The new second volume of the Gestalten-published book is set to distill the medium's most pioneering minds in one fantastic tome
“I use bits and pieces of others’ personalities to form my own,” Nirvana frontman Kurt Cobain once wrote, wisely demonstrating that cutting and pasting from pop culture always makes for more intriguing combinations than simply plucking an idea from one's own mind. It’s a philosophy which rings especially true in the highly anticipated second volume of The Age of Collage, subtitled Contemporary Collage in Modern Art, due for release this month, and it promises even more of a visual feast than its predecessor. The new book introduces an impressively broad range of artists and their work, all with particular inspirations, manual and digital techniques, colour palettes and eye-catching subjects.

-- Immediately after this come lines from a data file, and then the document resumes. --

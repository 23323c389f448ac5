//! Bus cycles and the merging of partial (byte) writes into 16-bit
//! device registers.
//!
//! A DATOB cycle (byte write) to an even address changes only the low
//! byte of the addressed word; to an odd address, only the high byte.
//! Word cycles must be aimed at even addresses.
use serde::Serialize;

use super::address::Address;
use super::fault::BusFault;

#[derive(Debug, Clone, Copy, PartialEq, Eq, Hash, Serialize)]
pub enum Width {
    Byte,
    Word,
}

/// A single bus access to a device register.
#[derive(Debug, Clone, Copy, PartialEq, Eq, Hash, Serialize)]
pub enum Access {
    Read,
    /// For byte writes only the bottom 8 bits of the value are
    /// significant.
    Write(Width, u16),
}

impl Access {
    pub fn is_write(&self) -> bool {
        matches!(self, Access::Write(_, _))
    }

    pub fn width(&self) -> Width {
        match self {
            Access::Read => Width::Word,
            Access::Write(width, _) => *width,
        }
    }
}

/// Combine a bus access with the current value of a register.
///
/// For a read the current value is returned unchanged.  For a write,
/// the result is the value the register should hold afterwards; the
/// byte which is not written keeps its previous contents.
///
/// # Errors
///
/// A word write to an odd address is rejected with
/// [`BusFault::OddAddress`].
pub fn merge_register_write(
    current: u16,
    address: Address,
    access: Access,
) -> Result<u16, BusFault> {
    match access {
        Access::Read => Ok(current),
        Access::Write(Width::Word, _) if address.is_odd() => Err(BusFault::OddAddress(address)),
        Access::Write(Width::Word, value) => Ok(value),
        Access::Write(Width::Byte, value) => {
            let byte = value & 0o377;
            if address.is_odd() {
                Ok((current & 0o377) | (byte << 8))
            } else {
                Ok((current & 0o177_400) | byte)
            }
        }
    }
}

#[test]
fn test_merge_read_returns_current() {
    assert_eq!(
        merge_register_write(0o123_456, Address::from(0o1000_u16), Access::Read),
        Ok(0o123_456)
    );
}

#[test]
fn test_merge_word_write() {
    assert_eq!(
        merge_register_write(
            0o123_456,
            Address::from(0o1000_u16),
            Access::Write(Width::Word, 0o7)
        ),
        Ok(0o7)
    );
}

#[test]
fn test_merge_low_byte() {
    assert_eq!(
        merge_register_write(
            0o177_777,
            Address::from(0o1000_u16),
            Access::Write(Width::Byte, 0o177_401)
        ),
        Ok(0o177_401)
    );
}

#[test]
fn test_merge_high_byte() {
    // 0x12 goes into the high byte, the low byte is untouched.
    assert_eq!(
        merge_register_write(
            0x00ab,
            Address::from(0o1001_u16),
            Access::Write(Width::Byte, 0x3412)
        ),
        Ok(0x12ab)
    );
}

#[test]
fn test_merge_odd_word_write_faults() {
    let odd = Address::from(0o1001_u16);
    assert_eq!(
        merge_register_write(0, odd, Access::Write(Width::Word, 1)),
        Err(BusFault::OddAddress(odd))
    );
}
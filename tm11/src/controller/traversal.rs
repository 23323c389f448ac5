//! Interpretation of backing-store completions.
//!
//! Reading a record takes two round trips to the backing store: one
//! to fetch the header, and one to move the data.  Spacing takes one
//! round trip per record skipped.  Each completion resumes the command
//! from whatever state the unit was left in.
use tracing::{event, span, Level};

use unibus::Address;

use super::Tm11;
use crate::context::Context;
use crate::fault::ControllerFault;
use crate::io::{HostServices, IoCompletion, IoRequest, HEADER_WORDS};
use crate::registers::count_magnitude;
use crate::storage::{payload_words, END_OF_MEDIUM, MARKER_THRESHOLD, TAPE_MARK};
use crate::unit::{Activity, Motion, UnitNumber};

impl Tm11 {
    /// Resume the command on `completion.unit` now that its
    /// backing-store request has finished.
    ///
    /// # Errors
    ///
    /// [`ControllerFault::InconsistentState`] if the unit was not
    /// waiting for anything.
    pub fn complete_io(
        &mut self,
        ctx: &Context,
        completion: IoCompletion,
        host: &mut dyn HostServices,
    ) -> Result<(), ControllerFault> {
        let unit = completion.unit;
        let span = span!(Level::ERROR, "complete_io", unit=%unit);
        let _enter = span.enter();
        event!(Level::TRACE, "completion: {completion:?}");

        match self.units.get(unit).activity {
            Activity::Idle => Err(ControllerFault::InconsistentState {
                unit,
                message: format!(
                    "a backing-store completion ({:?} at word {}) arrived while the unit was idle",
                    completion.status, completion.position
                ),
            }),
            Activity::AwaitingHeader(motion) => {
                self.interpret_header(ctx, host, unit, motion, &completion);
                Ok(())
            }
            Activity::AwaitingTransfer => {
                self.finish_transfer(ctx, host, unit, &completion);
                Ok(())
            }
        }
    }

    fn interpret_header(
        &mut self,
        ctx: &Context,
        host: &mut dyn HostServices,
        unit: UnitNumber,
        motion: Motion,
        completion: &IoCompletion,
    ) {
        if !completion.status.is_ok() {
            event!(
                Level::DEBUG,
                "header probe failed with {:?}",
                completion.status
            );
            self.end_command(ctx, host, unit, completion.status);
            return;
        }

        let header = completion.value;
        if header == TAPE_MARK || header >= MARKER_THRESHOLD {
            self.units.get_mut(unit).position = completion.position;
            self.regs.status.end_of_file = true;
            if header == END_OF_MEDIUM {
                event!(Level::DEBUG, "end of medium at word {}", completion.position);
                self.regs.status.end_of_tape = true;
            } else {
                event!(Level::DEBUG, "tape mark at word {}", completion.position);
            }
            self.end_command(ctx, host, unit, completion.status);
            return;
        }

        let length = header;
        let words = payload_words(length);
        match motion {
            Motion::Read => {
                self.units.get_mut(unit).position = completion.position + HEADER_WORDS + words;
                let wanted = u32::from(count_magnitude(self.regs.byte_count));
                let actual = if wanted >= length || wanted == 0 {
                    // The counter is 16 bits wide; longer records wrap it.
                    self.regs.byte_count = self
                        .regs
                        .byte_count
                        .wrapping_add((length & 0xffff) as u16);
                    length
                } else {
                    event!(
                        Level::DEBUG,
                        "record of {length} bytes is longer than the {wanted} requested"
                    );
                    self.regs.status.record_length_error = true;
                    self.regs.byte_count = 0;
                    wanted
                };
                let destination = self.regs.transfer_address();
                let state = self.units.get_mut(unit);
                state.activity = Activity::AwaitingTransfer;
                host.request_backing_io(
                    ctx,
                    IoRequest::data_transfer(
                        unit,
                        state.backing.clone(),
                        completion.position,
                        destination,
                        actual,
                    ),
                );
            }
            Motion::SpaceForward => {
                let position = completion.position + HEADER_WORDS + words;
                self.units.get_mut(unit).position = position;
                self.regs.byte_count = self.regs.byte_count.wrapping_add(1);
                if self.regs.byte_count != 0 {
                    self.request_header(ctx, host, unit, motion, position);
                } else {
                    self.end_command(ctx, host, unit, completion.status);
                }
            }
            Motion::SpaceReverse => {
                let position = completion
                    .position
                    .saturating_sub(2 * HEADER_WORDS + words);
                self.units.get_mut(unit).position = position;
                self.regs.byte_count = self.regs.byte_count.wrapping_add(1);
                if self.regs.byte_count != 0 && position > 0 {
                    // A trailer which disagrees with its header can leave
                    // the tape part way into the first header.
                    self.request_header(
                        ctx,
                        host,
                        unit,
                        motion,
                        position.saturating_sub(HEADER_WORDS),
                    );
                } else {
                    self.end_command(ctx, host, unit, completion.status);
                }
            }
        }
    }

    fn finish_transfer(
        &mut self,
        ctx: &Context,
        host: &mut dyn HostServices,
        unit: UnitNumber,
        completion: &IoCompletion,
    ) {
        event!(
            Level::DEBUG,
            "transfer finished with {:?}, {} bytes short, next address {:o}",
            completion.status,
            completion.count,
            completion.value
        );
        self.regs.byte_count = self
            .regs
            .byte_count
            .wrapping_sub((completion.count & 0xffff) as u16);
        self.regs
            .set_transfer_address(Address::wrapping_from(completion.value));
        self.end_command(ctx, host, unit, completion.status);
    }
}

Inside, themes oscillate from botany to geometry, architecture to fashion, and deformity to hyper-sexuality, creating a playfully diverse and nostalgic pastiche of references. While artists such as Tal R and Sarah Mosk to Bjorn Copeland and Bedelgeuse, prove that the very best of cutters and pasters are all to be found in this one weighty tome. Some harness dynamic movement – Matthieu Bourel’s hyperactive portraits of womens’ heads, for example – while other pieces feel like monuments to surrealism, juxtaposing unrelated objects to create a whole image which looks unlike anything else. Marvel at Japanese artist Keiichi Tanaami's chaotic and cheeky distillations of popular culture, or Thomas Robson's telling reflections on the mundanity of everyday life, and just see if you can resist claiming scissors and Pritt-stick for your own.